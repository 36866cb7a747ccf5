use chrono::{DateTime, Utc};
use indexmap::IndexMap;

use super::health::{classify_repository, penalty_score, PenaltyTable, StalenessPolicy};
use crate::insights::{Issue, IssueSummary, PortfolioSummary, RepositoryScore, Severity};
use crate::models::RepositoryRecord;

const LICENSE_COVERAGE_TARGET: u8 = 80;

#[allow(clippy::cast_precision_loss, clippy::cast_possible_truncation, clippy::cast_sign_loss)]
fn coverage_percent(covered: usize, total: usize) -> u8 {
    if total == 0 {
        return 0;
    }
    ((covered as f64 / total as f64) * 100.0).round() as u8
}

/// Most frequent language; on a tie the one seen first wins.
fn top_language(histogram: &IndexMap<String, usize>) -> Option<(&str, usize)> {
    let mut best: Option<(&str, usize)> = None;

    for (language, &count) in histogram {
        if best.map_or(true, |(_, best_count)| count > best_count) {
            best = Some((language.as_str(), count));
        }
    }

    best
}

fn generate_insights(
    total: usize,
    license_coverage: u8,
    unlicensed: usize,
    public: usize,
    private: usize,
    histogram: &IndexMap<String, usize>,
) -> Vec<String> {
    let mut insights = Vec::new();

    if total > 0 && license_coverage < LICENSE_COVERAGE_TARGET {
        insights.push(format!(
            "Only {license_coverage}% of repositories have a license; {unlicensed} still need one"
        ));
    }

    if public > 2 * private {
        insights.push(format!(
            "{public} public vs {private} private repositories: consider making practice and demo repositories private"
        ));
    }

    if let Some((language, count)) = top_language(histogram) {
        insights.push(format!("Most used language: {language} ({count} repositories)"));
    }

    insights
}

pub fn analyze_portfolio(
    owner: &str,
    records: &[RepositoryRecord],
    now: DateTime<Utc>,
) -> PortfolioSummary {
    let total = records.len();
    let mut private = 0;
    let mut licensed = 0;
    let mut with_readme = 0;
    let mut with_issues = 0;
    let mut total_stars = 0;
    let mut total_forks = 0;
    let mut language_histogram: IndexMap<String, usize> = IndexMap::new();

    for record in records {
        if record.is_private {
            private += 1;
        }
        if record.has_license {
            licensed += 1;
        }
        if record.has_readme {
            with_readme += 1;
        }
        if !classify_repository(record, &StalenessPolicy::PORTFOLIO, now).is_healthy() {
            with_issues += 1;
        }
        total_stars += record.star_count;
        total_forks += record.fork_count;

        if let Some(language) = &record.language {
            *language_histogram.entry(language.clone()).or_insert(0) += 1;
        }
    }

    let public = total - private;
    let license_coverage_percent = coverage_percent(licensed, total);
    let insights = generate_insights(
        total,
        license_coverage_percent,
        total - licensed,
        public,
        private,
        &language_histogram,
    );

    PortfolioSummary {
        owner: owner.to_string(),
        collected_at: now,
        total_repositories: total,
        public_repositories: public,
        private_repositories: private,
        total_stars,
        total_forks,
        language_histogram,
        license_coverage_percent,
        readme_coverage_percent: coverage_percent(with_readme, total),
        repositories_with_issues: with_issues,
        insights,
    }
}

/// Classify every repository with the portfolio-wide policy and score it
/// with the portfolio audit weights.
pub fn summarize_issues(
    owner: &str,
    records: &[RepositoryRecord],
    now: DateTime<Utc>,
) -> IssueSummary {
    let mut healthy_repositories = Vec::new();
    let mut scores = Vec::with_capacity(records.len());
    let mut issues: Vec<Issue> = Vec::new();

    for record in records {
        let classification = classify_repository(record, &StalenessPolicy::PORTFOLIO, now);
        if classification.is_healthy() {
            healthy_repositories.push(record.name.clone());
        }
        scores.push(RepositoryScore {
            name: record.name.clone(),
            score: penalty_score(&classification.issues, &PenaltyTable::PORTFOLIO_AUDIT),
        });
        issues.extend(classification.issues);
    }

    let count = |severity: Severity| issues.iter().filter(|i| i.severity == severity).count();

    IssueSummary {
        owner: owner.to_string(),
        total_repositories: records.len(),
        total_issues: issues.len(),
        high_severity: count(Severity::High),
        medium_severity: count(Severity::Medium),
        low_severity: count(Severity::Low),
        healthy_repositories,
        scores,
        issues,
    }
}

▶ Task to carry out:
What you return must match the records above exactly, line for line.

▶ Solution for this exercise:
repository 36866cb7a747ccf5
use chrono::{DateTime, Utc};
use indexmap::IndexMap;

use super::health::{classify_repository, penalty_score, PenaltyTable, StalenessPolicy};
use crate::insights::{Issue, IssueSummary, PortfolioSummary, RepositoryScore, Severity};
use crate::models::RepositoryRecord;

const LICENSE_COVERAGE_TARGET: u8 = 80;

#[allow(clippy::cast_precision_loss, clippy::cast_possible_truncation, clippy::cast_sign_loss)]
fn coverage_percent(covered: usize, total: usize) -> u8 {
    if total == 0 {
        return 0;
    }
    ((covered as f64 / total as f64) * 100.0).round() as u8
}

/// Most frequent language; on a tie the one seen first wins.
fn top_language(histogram: &IndexMap<String, usize>) -> Option<(&str, usize)> {
    let mut best: Option<(&str, usize)> = None;

    for (language, &count) in histogram {
        if best.map_or(true, |(_, best_count)| count > best_count) {
            best = Some((language.as_str(), count));
        }
    }

    best
}

fn generate_insights(
    total: usize,
    license_coverage: u8,
    unlicensed: usize,
    public: usize,
    private: usize,
    histogram: &IndexMap<String, usize>,
) -> Vec<String> {
    let mut insights = Vec::new();

    if total > 0 && license_coverage < LICENSE_COVERAGE_TARGET {
        insights.push(format!(
            "Only {license_coverage}% of repositories have a license; {unlicensed} still need one"
        ));
    }

    if public > 2 * private {
        insights.push(format!(
            "{public} public vs {private} private repositories: consider making practice and demo repositories private"
        ));
    }

    if let Some((language, count)) = top_language(histogram) {
        insights.push(format!("Most used language: {language} ({count} repositories)"));
    }

    insights
}

pub fn analyze_portfolio(
    owner: &str,
    records: &[RepositoryRecord],
    now: DateTime<Utc>,
) -> PortfolioSummary {
    let total = records.len();
    let mut private = 0;
    let mut licensed = 0;
    let mut with_readme = 0;
    let mut with_issues = 0;
    let mut total_stars = 0;
    let mut total_forks = 0;
    let mut language_histogram: IndexMap<String, usize> = IndexMap::new();

    for record in records {
        if record.is_private {
            private += 1;
        }
        if record.has_license {
            licensed += 1;
        }
        if record.has_readme {
            with_readme += 1;
        }
        if !classify_repository(record, &StalenessPolicy::PORTFOLIO, now).is_healthy() {
            with_issues += 1;
        }
        total_stars += record.star_count;
        total_forks += record.fork_count;

        if let Some(language) = &record.language {
            *language_histogram.entry(language.clone()).or_insert(0) += 1;
        }
    }

    let public = total - private;
    let license_coverage_percent = coverage_percent(licensed, total);
    let insights = generate_insights(
        total,
        license_coverage_percent,
        total - licensed,
        public,
        private,
        &language_histogram,
    );

    PortfolioSummary {
        owner: owner.to_string(),
        collected_at: now,
        total_repositories: total,
        public_repositories: public,
        private_repositories: private,
        total_stars,
        total_forks,
        language_histogram,
        license_coverage_percent,
        readme_coverage_percent: coverage_percent(with_readme, total),
        repositories_with_issues: with_issues,
        insights,
    }
}

/// Classify every repository with the portfolio-wide policy and score it
/// with the portfolio audit weights.
pub fn summarize_issues(
    owner: &str,
    records: &[RepositoryRecord],
    now: DateTime<Utc>,
) -> IssueSummary {
    let mut healthy_repositories = Vec::new();
    let mut scores = Vec::with_capacity(records.len());
    let mut issues: Vec<Issue> = Vec::new();

    for record in records {
        let classification = classify_repository(record, &StalenessPolicy::PORTFOLIO, now);
        if classification.is_healthy() {
            healthy_repositories.push(record.name.clone());
        }
        scores.push(RepositoryScore {
            name: record.name.clone(),
            score: penalty_score(&classification.issues, &PenaltyTable::PORTFOLIO_AUDIT),
        });
        issues.extend(classification.issues);
    }

    let count = |severity: Severity| issues.iter().filter(|i| i.severity == severity).count();

    IssueSummary {
        owner: owner.to_string(),
        total_repositories: records.len(),
        total_issues: issues.len(),
        high_severity: count(Severity::High),
        medium_severity: count(Severity::Medium),
        low_severity: count(Severity::Low),
        healthy_repositories,
        scores,
        issues,
    }
}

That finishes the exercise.